Aiming at the problem that the uncertainty of network delay in the current remote experiment system has an impact on the experimental results, a remote experiment system based on neuron PID controller is designed. The algorithm of PID? NN neural network controller is studied and its convergence and stability are analyzed. The realization method of client/server network communication and control in remote experiment system is given. Finally, the response comparison experiment of the mechanical control arm in the laboratory is carried out. The experimental results show that the response overshoot, steady-state error and response time of the experimental system based on neuron PID controller are significantly less than those of the experimental system based on ordinary PID control method, which proves the correctness of the algorithm.
With the increasing scale of network and the decreasing cost of network hardware and software, the application of remote experiment system is more and more extensive. However, the time delay of network signal transmission [1?2] is uncertain, which will affect the results of remote experiments. In the current solution, the network controller with delay compensation function [3?4] will reduce the performance of the system, and can not effectively solve the problem of the influence of delay on the experimental results. In view of the above problems, this paper designs a remote experiment system based on Neuron PID controller. The parameters of the controller are adjusted by using the test parameters obtained from the delay prediction, which effectively solves the problem of network delay.
It is of great significance to the popularization and application of the remote experiment system.

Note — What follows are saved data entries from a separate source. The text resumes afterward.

//! End-to-end NRF flows against the embedded mock server
//!
//! Covers the register → read → delete lifecycle, double-DELETE skip
//! semantics, and result ordering. The orchestrator runs with the mock-HTTP
//! transport, so no curl or ssh binaries are involved.
//!
//! Run with: cargo test --test nrf_mock_tests

use serde_json::json;

use testpilot_common::{FailureKind, Outcome};
use testpilot_engine::config::Config;
use testpilot_engine::executor::RunOptions;
use testpilot_engine::suite::parse_suite;
use testpilot_engine::Orchestrator;
use testpilot_mock::{serve_ephemeral, MockData};

async fn spawn_mock(data: MockData) -> String {
    serve_ephemeral(data).await.unwrap()
}

fn nrf_config() -> Config {
    serde_json::from_value(json!({
        "use_ssh": false,
        "nf_name": "NRF",
        "hosts": [{"name": "nrf-1"}]
    }))
    .unwrap()
}

fn nrf_mock_data() -> MockData {
    serde_json::from_value(json!({
        "sheets": {
            "NRF_Tests": {
                "smf_registration": [
                    {
                        "method": "PUT",
                        "url_path": "/nnrf-nfm/v1/nf-instances/",
                        "status": 201,
                        "headers": {"content-type": "application/json"},
                        "body": {"nfInstanceId": "abc-123", "nfStatus": "REGISTERED"}
                    },
                    {
                        "method": "GET",
                        "url_path": "/nnrf-nfm/v1/nf-instances/",
                        "status": 200,
                        "headers": {"content-type": "application/json"},
                        "body": {"nfInstanceId": "abc-123", "nfStatus": "REGISTERED"}
                    },
                    {
                        "method": "DELETE",
                        "url_path": "/nnrf-nfm/v1/nf-instances/",
                        "status": 204,
                        "body": null
                    }
                ]
            }
        }
    }))
    .unwrap()
}

fn registration_suite(extra_delete: bool) -> Vec<testpilot_common::TestFlow> {
    let mut rows = vec![
        json!({
            "Test_Name": "smf_registration",
            "Method": "PUT",
            "URL": "http://nrf:8081/nnrf-nfm/v1/nf-instances/",
            "Payload": {"nfInstanceId": "abc-123", "nfType": "SMF"},
            "Expected_Status": "201"
        }),
        json!({
            "Test_Name": "smf_registration",
            "Method": "GET",
            "URL": "http://nrf:8081/nnrf-nfm/v1/nf-instances/",
            "Expected_Status": "200",
            "Pattern_Match": "\"nfStatus\":\"REGISTERED\""
        }),
        json!({
            "Test_Name": "smf_registration",
            "Method": "DELETE",
            "URL": "http://nrf:8081/nnrf-nfm/v1/nf-instances/",
            "Expected_Status": "204"
        }),
    ];
    if extra_delete {
        rows.push(json!({
            "Test_Name": "smf_registration",
            "Method": "DELETE",
            "URL": "http://nrf:8081/nnrf-nfm/v1/nf-instances/",
            "Expected_Status": "204"
        }));
    }
    parse_suite(&json!({"sheets": [{"name": "NRF_Tests", "rows": rows}]})).unwrap()
}

#[tokio::test]
async fn register_read_delete_rewrites_urls_and_passes() {
    let base = spawn_mock(nrf_mock_data()).await;
    let options = RunOptions {
        mock_server_url: Some(base.clone()),
        ..Default::default()
    };
    let orchestrator = Orchestrator::new(nrf_config(), options);

    let results = orchestrator.run(registration_suite(false)).await.unwrap();
    assert_eq!(results.len(), 3);
    for result in &results {
        assert_eq!(
            result.outcome,
            Outcome::Pass,
            "row {} failed: {:?}",
            result.row_idx,
            result.fail_reason
        );
    }

    // GET and DELETE were rewritten to target the registered instance
    assert!(results[1].command.contains("/nnrf-nfm/v1/nf-instances/abc-123"));
    assert!(results[2].command.contains("/nnrf-nfm/v1/nf-instances/abc-123"));

    // Results arrive in step order
    let rows: Vec<usize> = results.iter().map(|r| r.row_idx).collect();
    assert_eq!(rows, vec![2, 3, 4]);

    // Tracker drained: nothing active after the flow
    let nrf = orchestrator.nrf_sessions().expect("NRF tracking active");
    assert_eq!(nrf.active_count(), 0);
}

#[tokio::test]
async fn double_delete_skips_without_touching_the_server() {
    let base = spawn_mock(nrf_mock_data()).await;
    let options = RunOptions {
        mock_server_url: Some(base.clone()),
        ..Default::default()
    };
    let orchestrator = Orchestrator::new(nrf_config(), options);

    let results = orchestrator.run(registration_suite(true)).await.unwrap();
    assert_eq!(results.len(), 4);

    let fourth = &results[3];
    assert_eq!(fourth.outcome, Outcome::Skipped);
    assert_eq!(fourth.fail_kind, Some(FailureKind::NrfNoActiveInstance));
    assert!(fourth.command.is_empty(), "skipped step built no command");

    // The aggregate outcome still counts as passing
    assert!(testpilot_engine::all_passed(&results));

    // Exactly three requests reached the server: the skip never went out
    let health: serde_json::Value = reqwest::get(format!("{base}/health"))
        .await
        .unwrap()
        .json()
        .await
        .unwrap();
    assert_eq!(health["served"], 3);
}

#[tokio::test]
async fn audit_mode_downgrades_lenient_passes() {
    // Recorded body carries the items out of order relative to the pattern
    let data: MockData = serde_json::from_value(json!({
        "sheets": {
            "Items": {
                "listing": [{
                    "method": "GET",
                    "url_path": "/items",
                    "status": 200,
                    "headers": {"content-type": "application/json"},
                    "body": {"count": 3, "items": [{"id": 2}, {"id": 1}]}
                }]
            }
        }
    }))
    .unwrap();
    let base = spawn_mock(data).await;

    let flows = parse_suite(&json!({
        "sheets": [{
            "name": "Items",
            "rows": [{
                "Test_Name": "listing",
                "Method": "GET",
                "URL": "http://svc/items",
                "Expected_Status": "200",
                "Pattern_Match": "{\"count\": 3, \"items\": [{\"id\": 1}]}"
            }]
        }]
    }))
    .unwrap();

    let config: Config = serde_json::from_value(json!({
        "use_ssh": false,
        "hosts": [{"name": "svc-host"}]
    }))
    .unwrap();

    // Lenient run: subset + reordering passes
    let otp = Orchestrator::new(
        config.clone(),
        RunOptions {
            mock_server_url: Some(base.clone()),
            ..Default::default()
        },
    );
    let results = otp.run(flows.clone()).await.unwrap();
    assert_eq!(results[0].outcome, Outcome::Pass);

    // Audit run: same response fails strict with AuditStrictFail
    let audit = Orchestrator::new(
        config,
        RunOptions {
            mock_server_url: Some(base),
            audit: true,
            ..Default::default()
        },
    );
    let results = audit.run(flows).await.unwrap();
    assert_eq!(results[0].outcome, Outcome::Fail);
    assert_eq!(results[0].fail_kind, Some(FailureKind::AuditStrictFail));

    let records = audit.audit_records().expect("audit trail present");
    assert_eq!(records.len(), 1);
    assert_eq!(records[0].otp_outcome, "PASS");
    assert_eq!(records[0].outcome, "FAIL");
}

#[tokio::test]
async fn dry_run_builds_commands_without_executing() {
    // No mock server at this URL: a real request would fail loudly
    let options = RunOptions {
        dry_run: true,
        mock_server_url: Some("http://127.0.0.1:1".to_string()),
        ..Default::default()
    };
    let orchestrator = Orchestrator::new(nrf_config(), options);

    let results = orchestrator.run(registration_suite(false)).await.unwrap();
    assert_eq!(results.len(), 3);
    for result in &results {
        assert_eq!(result.outcome, Outcome::DryRun);
        assert!(result.command.starts_with("curl -v"));
    }
    // NRF rewriting still resolves so displayed commands are faithful
    assert!(results[1].command.contains("abc-123"));
}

The remote experiment system adopts three-tier client/server mode, which consists of I/O module, client and server. Management Server: Ensure the security of server and test system. The security of the network is guaranteed by coordinating the access order of multiple customers, setting user privileges and verifying user identity. Experimental server: First, the experimental parameters and commands input by the client are transmitted to the background for processing, and then the experimental data output by the experimental system are transmitted to the client in real time.
Before data transmission, the experimental server creates a point-to-point data transmission channel by socket connection with the background and client. Video Server: The camera first takes pictures of the operation of the experimental system, then transmits the captured pictures to the video server in the form of video signals, and the video server sends the processed pictures to the client in real time.
Through the video server, the client can clearly understand the operation of the remote experimental system while doing the experiment. As in the field operation, the principle of the remote experiment system is shown in Figure 1. In the experimental system, in order to simplify the system structure and achieve better real-time performance, the control algorithm is implemented on the server side. When the server receives the client’s request, it establishes a new Socket. The algorithm combines the PID control law with the neural network essentially, and designs the PID? NN algorithm. The hidden layer includes three units: proportion, integral and differential.
It belongs to dynamic forward network and is more suitable for remote experiment system.
As shown in Figure 2, the PID? NN controller is composed of input layer, hidden layer and output layer. It belongs to three layers of forward network, and its structure is 2?3?1. The input layer of the network consists of two neurons, the given parameter [r] of the input control system and the output parameter [y] of the controlled object, respectively. The hidden layer consists of three neurons which perform the functions of proportion (P), integral (I), and differential (D), respectively.
The output layer of the network consists of synthetic neurons which complete the control law of PID? NN. The self-adaptive adjustment function of the parameters of PID? NN is realized by back-propagation algorithm, and the control law of PID? NN is realized by forward calculation of the network [6]. In this paper, the control algorithm is realized by C programming, and the control of the mechanical control arm in the laboratory is realized. The control algorithm consists of learning and training weights. Substitution algorithm. Training Weight: The weight training is completed by the back-propagation algorithm of the PID? NN control system. The whole calculation can be completed by using the loop statement. The training flow of the neural network of the PID? NN algorithm is shown in Figure 3. Client: Complete the initial value and parameter setting of the experimental system, start the experimental system and complete the network communication with the remote server, generate control information, and monitor the status of the remote experimental object. Server side: collect experimental data and transmit it to the client in real time, while receiving remote instructions from the client side.
The system client uses a dialog application program composed of a main dialog box and several auxiliary dialog boxes. In the dialog box, the initial values of the corresponding experiments can be set. The overall process of the client implementation is shown in Figure 4. ClistenSocket class: Used to listen to ports and handle client connection requests. This class does not directly connect to client socket, but only listens. The control algorithm of neuron PID controller and conventional PID controller are used to compare the mechanical control arm in the laboratory. The training times of neuron PID controller are set to 300, and the experimental parameters are shown in Table 1.
Experiments show that the response overshoot, response time and steady-state error of the remote experimental system controlled by neuron PID are better than those of the conventional PID control algorithm. Based on the study of the algorithm of neural network controller based on PID? NN, a remote experimental system based on neuron PID controller is designed in this paper. The implementation method of the remote experiment system is given, thermostatic element which effectively solves the problem that the uncertainty of network delay in the current remote experiment system affects the experimental results.
Finally, the advantages of the remote experiment system based on neuron PID controller are proved by comparative experiments, which is of great significance to the popularization and application of the remote experiment system. However, the system designed in this paper belongs to the field control system, and can not control the remote experiment system in real time, which needs to be studied in the following work.